I don’t know if we’re talking about the same story, but I found your question while on a similar search. I found the one I was looking for. Episode 252 of Pseudopod, “The Cord” (2011).

The short story is by Chris Lewis Carter and was also released in Always Sometimes Monsters (2014), the PDF of which is provided by the author here.

Carl lifts a bony arm above his head and wraps it around the pole, then pulls himself a few inches higher.
I don’t want to believe it, but there’s no other explanation.
My neighbour, Mr. Richardson, has The Cord.
He’s infected, which means it’s only a matter of time before he’s ready to germinate.
“Oh, Jesus,” I whisper. “He’s going to kill everyone.”
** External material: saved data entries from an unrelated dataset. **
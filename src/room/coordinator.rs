/*
 * File: src/room/coordinator.rs
 * Purpose: The attach sequence, steady-state dispatch, and disconnect cleanup
 *
 * This is the core of the spec (§4.1, §4.2, §4.4): lazy single-flight room
 * init, the ordered attach sequence that guarantees snapshot-before-live
 * delivery, per-frame routing by method class, and dead-hand / lock cleanup
 * on session termination.
 */

use std::sync::Arc;

use serde_json::json;
use tokio::sync::mpsc;
use tracing::{error, info, warn};
use uuid::Uuid;

use crate::data::{parse_dead_hand_key, ApplyOutcome, DataEvent, DataOp};
use crate::error::RoomError;
use crate::protocol::{self, Frame, JOIN, LOCK_RELEASE, LOCK_REQUEST};
use crate::session::{DeadHandTarget, Session};
use crate::storage::Storage;

use super::registry::{RoomHandle, RoomInner};

/// A handle to one room plus the collaborators it needs to do its job.
pub struct Room {
    pub handle: Arc<RoomHandle>,
    pub storage: Arc<dyn Storage>,
}

impl Room {
    pub fn new(handle: Arc<RoomHandle>, storage: Arc<dyn Storage>) -> Self {
        Self { handle, storage }
    }

    /// Attach a transport as a new session (spec.md §4.1).
    ///
    /// `outbound` is the sender side of this connection's write loop;
    /// `buffered` is whatever inbound frames arrived while the caller was
    /// waiting for this call to return (the caller is responsible for the
    /// buffering itself -- see `src/http.rs`). Returns the new session id.
    pub async fn attach(
        &self,
        player_id: Option<String>,
        outbound: mpsc::UnboundedSender<Vec<u8>>,
    ) -> Result<Uuid, RoomError> {
        let inner_mutex = self.handle.ensure_initialized(self.storage.as_ref()).await?;
        let mut inner = inner_mutex.lock().await;

        // Step 3: three snapshots, in order, sent directly to this
        // connection (it is not yet in the session table).
        let data_snapshot = inner.data.import_snapshot();
        let _ = outbound.send(data_snapshot.encode());

        let doc_snapshot = inner.doc.initial_snapshot();
        let _ = outbound.send(doc_snapshot.encode());

        let network_init = Frame::new(
            protocol::INIT_PLAYERS,
            vec![json!({ "playerIds": inner.sessions.player_ids() })],
        );
        let _ = outbound.send(network_init.encode());

        // Step 5: append the session. Dead-hand / live-hand routing happens
        // inline wherever `apply` returns events (see `dispatch_data`), so
        // there is no separate subscribe/unsubscribe lifecycle to leak.
        let session_id = Uuid::new_v4();
        inner
            .sessions
            .push(Session::new(session_id, player_id.clone(), outbound));

        // Step 6: join frame to peers.
        if let Some(player_id) = &player_id {
            let join_frame = Frame::new(JOIN, vec![json!({ "playerId": player_id })]);
            inner.sessions.proxy_to_peers(session_id, &join_frame.encode());
        }

        info!(room = %self.handle.name().as_str(), session = %session_id, "session attached");
        Ok(session_id)
    }

    /// Steady-state per-frame dispatch (spec.md §4.1's routing table).
    pub async fn dispatch(&self, session_id: Uuid, bytes: &[u8]) {
        let frame = match Frame::decode(bytes) {
            Ok(frame) => frame,
            Err(err) => {
                self.report_error(session_id, &err.to_string()).await;
                return;
            }
        };

        let inner_mutex = match self.handle.ensure_initialized(self.storage.as_ref()).await {
            Ok(inner) => inner,
            Err(err) => {
                self.report_error(session_id, &err.to_string()).await;
                return;
            }
        };

        let mut persist_doc: Option<Vec<u8>> = None;
        {
            let mut inner = inner_mutex.lock().await;

            if protocol::is_data_method(frame.method) {
                Self::dispatch_data(&mut inner, session_id, &frame, bytes);
            }
            if protocol::is_doc_method(frame.method) {
                persist_doc = Self::dispatch_doc(&mut inner, session_id, &frame, bytes);
            }
            if protocol::is_lock_method(frame.method) {
                Self::dispatch_lock(&mut inner, &frame);
            }
            if protocol::is_chat_method(frame.method) {
                inner.sessions.reflect_to_peers(bytes);
            }
            if protocol::is_av_method(frame.method) {
                inner.sessions.proxy_to_peers(session_id, bytes);
            }
        }

        if let Some(state) = persist_doc {
            if let Err(err) = self.storage.put("crdt", state).await {
                error!(room = %self.handle.name().as_str(), error = %err, "failed to persist document CRDT");
            }
        }
    }

    fn dispatch_data(inner: &mut RoomInner, session_id: Uuid, frame: &Frame, bytes: &[u8]) {
        let Some(arg) = frame.args.first() else {
            return;
        };
        let op: DataOp = match serde_json::from_value(arg.clone()) {
            Ok(op) => op,
            Err(_) => return,
        };

        match inner.data.apply(op) {
            ApplyOutcome::Rollback(rollback_op) => {
                let rollback_frame = Frame::new(
                    frame.method,
                    vec![serde_json::to_value(&rollback_op).unwrap_or(json!(null))],
                );
                inner
                    .sessions
                    .respond_to_self(session_id, &rollback_frame.encode());
            }
            ApplyOutcome::Applied(events) => {
                route_data_events(inner, &events);
                inner.sessions.proxy_to_peers(session_id, bytes);
            }
        }
    }

    fn dispatch_doc(
        inner: &mut RoomInner,
        session_id: Uuid,
        frame: &Frame,
        bytes: &[u8],
    ) -> Option<Vec<u8>> {
        let update = frame.args.first()?.as_str()?;
        let update_bytes = hex::decode(update).ok()?;
        let state = inner.doc.apply_update(update_bytes).to_vec();
        inner.sessions.proxy_to_peers(session_id, bytes);
        Some(state)
    }

    fn dispatch_lock(inner: &mut RoomInner, frame: &Frame) {
        let (Some(player_id), Some(lock_name)) = (
            frame.args.first().and_then(|v| v.as_str()),
            frame.args.get(1).and_then(|v| v.as_str()),
        ) else {
            return;
        };

        let response = match frame.method {
            LOCK_REQUEST => inner.locks.request(lock_name, player_id),
            LOCK_RELEASE => inner.locks.release(lock_name, player_id),
            _ => {
                warn!(method = frame.method, "unknown lock method, ignoring");
                None
            }
        };

        if let Some(response) = response {
            inner.sessions.reflect_to_peers(&response.encode());
        }
    }

    async fn report_error(&self, session_id: Uuid, message: &str) {
        let inner_mutex = match self.handle.ensure_initialized(self.storage.as_ref()).await {
            Ok(inner) => inner,
            Err(_) => return,
        };
        let inner = inner_mutex.lock().await;
        let frame = json!({ "error": message });
        if let Ok(bytes) = serde_json::to_vec(&frame) {
            inner.sessions.respond_to_self(session_id, &bytes);
        }
    }

    /// Close/error handler (spec.md §4.1's "Close / error"). Idempotent:
    /// safe to call more than once for the same session.
    pub async fn disconnect(&self, session_id: Uuid) -> Result<(), RoomError> {
        let inner_mutex = self.handle.ensure_initialized(self.storage.as_ref()).await?;
        let mut inner = inner_mutex.lock().await;

        let Some(session) = inner.sessions.remove(session_id) else {
            return Ok(()); // already removed; idempotent
        };

        Self::run_dead_hand_cleanup(&mut inner, session_id, &session);

        if let Some(player_id) = &session.player_id {
            for response in inner.locks.release_all_for_player(player_id) {
                inner.sessions.reflect_to_peers(&response.encode());
            }
            let events = inner.data.release_all_claims(player_id);
            route_data_events(&mut inner, &events);
        }

        Ok(())
    }

    /// Dead-hand cleanup (spec.md §4.2): synthesize removes for every key
    /// the departing session owned and proxy them to peers. The local data
    /// client is not mutated here -- peers converge through the normal
    /// replication path when the synthesized remove round-trips.
    fn run_dead_hand_cleanup(inner: &mut RoomInner, session_id: Uuid, session: &Session) {
        for target in session.dead_hands.values() {
            match &target.array_index_id {
                Some(array_index_id) => {
                    if inner.data.contains(&target.array_id, array_index_id) {
                        let remove = DataOp::RemoveMap {
                            array_id: target.array_id.clone(),
                            array_index_id: array_index_id.clone(),
                        };
                        proxy_synthesized_remove(inner, session_id, &remove);
                    }
                }
                None => {
                    for array_index_id in inner.data.array_index_ids(&target.array_id) {
                        let remove = DataOp::RemoveMap {
                            array_id: target.array_id.clone(),
                            array_index_id,
                        };
                        proxy_synthesized_remove(inner, session_id, &remove);
                    }
                }
            }
        }
    }
}

fn proxy_synthesized_remove(inner: &mut RoomInner, originator: Uuid, op: &DataOp) {
    let frame = Frame::new(
        protocol::DATA_APPLY_UPDATE,
        vec![serde_json::to_value(op).unwrap_or(json!(null))],
    );
    inner.sessions.proxy_to_peers(originator, &frame.encode());
}

/// Route `deadhand`/`livehand` events to the sessions they concern (spec.md
/// §4.1 step 4): insert owned keys on dead-hand, erase them on live-hand.
fn route_data_events(inner: &mut RoomInner, events: &[DataEvent]) {
    for event in events {
        match event {
            DataEvent::DeadHand { keys, player_id } => {
                if let Some(session) = find_session_by_player(inner, player_id) {
                    for key in keys {
                        if let Ok((array_id, array_index_id)) = parse_dead_hand_key(key) {
                            session.dead_hands.insert(
                                key.clone(),
                                DeadHandTarget {
                                    array_id,
                                    array_index_id,
                                },
                            );
                        }
                    }
                }
            }
            DataEvent::LiveHand { keys, player_id } => {
                if let Some(session) = find_session_by_player(inner, player_id) {
                    for key in keys {
                        session.dead_hands.remove(key);
                    }
                }
            }
        }
    }
}

fn find_session_by_player<'a>(inner: &'a mut RoomInner, player_id: &str) -> Option<&'a mut Session> {
    inner
        .sessions
        .iter()
        .find(|s| s.player_id.as_deref() == Some(player_id))
        .map(|s| s.id)
        .and_then(move |id| inner.sessions.get_mut(id))
}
Cordyceps isn’t stupid. It plays the odds. The higher elevation it has, the greater chance of it’s spores reaching suitable hosts.
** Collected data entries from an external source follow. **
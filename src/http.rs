/*
 * File: src/http.rs
 * Purpose: HTTP front end: room allocation and WebSocket upgrade (spec.md §6)
 *
 * Structured like the teacher's `websocket::server::EditorServer`: a route
 * table built with `warp` filters, an `on_upgrade` closure that spawns the
 * read/write tasks for a connection. The room-routing and dead-hand/lock
 * logic itself lives in `crate::room`; this module only wires transports to
 * it.
 */

use std::sync::Arc;

use futures_util::{SinkExt, StreamExt};
use serde_json::json;
use tokio::sync::mpsc;
use tracing::{error, info, warn};
use uuid::Uuid;
use warp::ws::{Message as WsMessage, WebSocket};
use warp::{Filter, Reply};

use crate::error::ProtocolError;
use crate::room::{Room, RoomName, RoomRegistry};
use crate::storage::Storage;

/// Shared application state handed to every route.
#[derive(Clone)]
pub struct AppState {
    pub registry: Arc<RoomRegistry>,
    pub storage: Arc<dyn Storage>,
    pub room_name_max_len: usize,
}

pub fn routes(
    state: AppState,
) -> impl Filter<Extract = (impl warp::Reply,), Error = warp::Rejection> + Clone {
    let create_room = warp::post()
        .and(warp::path("api"))
        .and(warp::path("room"))
        .and(warp::path::end())
        .map(|| warp::reply::with_status(Uuid::new_v4().to_string(), warp::http::StatusCode::OK));

    let health = warp::get()
        .and(warp::path("healthz"))
        .map(|| warp::reply::with_status("ok", warp::http::StatusCode::OK));

    let with_state = {
        let state = state.clone();
        warp::any().map(move || state.clone())
    };

    let join_room = warp::get()
        .and(warp::path("api"))
        .and(warp::path("room"))
        .and(warp::path::param::<String>())
        .and(warp::path("websocket"))
        .and(warp::path::end())
        .and(warp::ws())
        .and(warp::query::<PlayerQuery>())
        .and(with_state)
        .map(
            |name: String, ws: warp::ws::Ws, query: PlayerQuery, state: AppState| {
                if name.len() > state.room_name_max_len {
                    return warp::reply::with_status(
                        "room name too long",
                        warp::http::StatusCode::NOT_FOUND,
                    )
                    .into_response();
                }

                let response = ws.on_upgrade(move |socket| {
                    handle_connection(socket, name, query.player_id, state)
                });
                response.into_response()
            },
        );

    create_room.or(health).or(join_room)
}

#[derive(Debug, serde::Deserialize)]
struct PlayerQuery {
    #[serde(rename = "playerId")]
    player_id: Option<String>,
}

async fn handle_connection(
    socket: WebSocket,
    room_name: String,
    player_id: Option<String>,
    state: AppState,
) {
    let room_name = match RoomName::parse(room_name) {
        Ok(name) => name,
        Err(err) => {
            warn!(error = %err, "rejected websocket upgrade");
            return;
        }
    };

    let (mut ws_sender, mut ws_receiver) = socket.split();
    let (tx, mut rx) = mpsc::unbounded_channel::<Vec<u8>>();

    let write_task = tokio::spawn(async move {
        while let Some(bytes) = rx.recv().await {
            if let Err(err) = ws_sender.send(WsMessage::binary(bytes)).await {
                warn!(error = %err, "failed to send websocket message");
                break;
            }
        }
    });

    let handle = state.registry.get_or_create(room_name.clone()).await;
    let room = Room::new(handle, state.storage.clone());

    // Attach, buffering any inbound frames that arrive before the three
    // snapshots and the join broadcast have gone out (spec.md §4.1, §5's
    // "snapshot before live updates" ordering invariant).
    let attach_fut = room.attach(player_id, tx.clone());
    tokio::pin!(attach_fut);

    let mut buffered: Vec<Vec<u8>> = Vec::new();
    let session_id = loop {
        tokio::select! {
            result = &mut attach_fut => {
                match result {
                    Ok(id) => break Some(id),
                    Err(err) => {
                        error!(room = %room_name.as_str(), error = %err, "failed to attach session");
                        let _ = tx.send(
                            serde_json::to_vec(&json!({ "error": err.to_string() }))
                                .unwrap_or_default(),
                        );
                        break None;
                    }
                }
            }
            frame = ws_receiver.next() => {
                match frame {
                    Some(Ok(msg)) if msg.is_binary() => buffered.push(msg.into_bytes()),
                    Some(Ok(msg)) if msg.is_text() => {
                        let _ = tx.send(
                            serde_json::to_vec(&json!({ "error": ProtocolError::NonBinaryFrame.to_string() }))
                                .unwrap_or_default(),
                        );
                    }
                    Some(Ok(_)) => {}
                    Some(Err(err)) => {
                        warn!(error = %err, "websocket error while attaching");
                    }
                    None => break None,
                }
            }
        }
    };

    let Some(session_id) = session_id else {
        write_task.abort();
        return;
    };

    for frame_bytes in buffered {
        room.dispatch(session_id, &frame_bytes).await;
    }

    info!(room = %room_name.as_str(), session = %session_id, "entering steady-state dispatch");

    loop {
        match ws_receiver.next().await {
            Some(Ok(msg)) if msg.is_binary() => {
                room.dispatch(session_id, msg.as_bytes()).await;
            }
            Some(Ok(msg)) if msg.is_text() => {
                let _ = tx.send(
                    serde_json::to_vec(&json!({ "error": ProtocolError::NonBinaryFrame.to_string() }))
                        .unwrap_or_default(),
                );
            }
            Some(Ok(_)) => {}
            Some(Err(err)) => {
                warn!(room = %room_name.as_str(), error = %err, "websocket error");
                break;
            }
            None => break,
        }
    }

    if let Err(err) = room.disconnect(session_id).await {
        error!(room = %room_name.as_str(), error = %err, "error during disconnect cleanup");
    }
    write_task.abort();
}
Mr. Richardson howls like an animal being skinned alive, and his entire body goes rigid. There is a straining noise, like a layer of winter ice just before it shatters, and the back of his skull splits in half. A thick, green stalk bursts from the opening and begins to twist skyward.
He isn’t quite at the top, but The Cord has had enough.


If you are right that it's Tim Pratt, "On a Blade of Grass" (2011) uses the ant fungus, Ophiocordyceps unilateralis, as a metaphor for the possibility that there's an extrinsic factor that makes humans want to explore space, where they have been, in the past, consumed by an alien species nicknamed The Phage.

“Right. Right. The parasite gets into the ant’s brain. Normal ants aren’t stupid, at least not about ant stuff, so they stay on the ground during the day and go home to their nests at night. But after the parasite takes over, the ants have this uncontrollable urge to climb as high as they can when night falls. They climb to the top of a stalk of grass when it gets cold in the evening and just cling there ’til it gets warm again in the morning, then go back about their business. Except for the ones who get eaten by grazing sheep first thing in the morning. They die. But the parasite doesn’t. It lives on, comfortable and happy in a sheep’s guts.” He shook his head and tapped his glass, more insistently. “Parasites are the secret masters of the world. Not just the world. The universe. We think so highly of intelligence, like intelligence is the pinnacle of evolution, but that’s crap. Parasites use our own intelligence against us.”

However, there are no head explosions.


I think the novel “Cold Storage” by David Koepp is what you’re looking for. A space fungus gets to earth and takes over victim’s minds, causing them to climb whatever and then burst with fungal spores. It’s actually a fun read.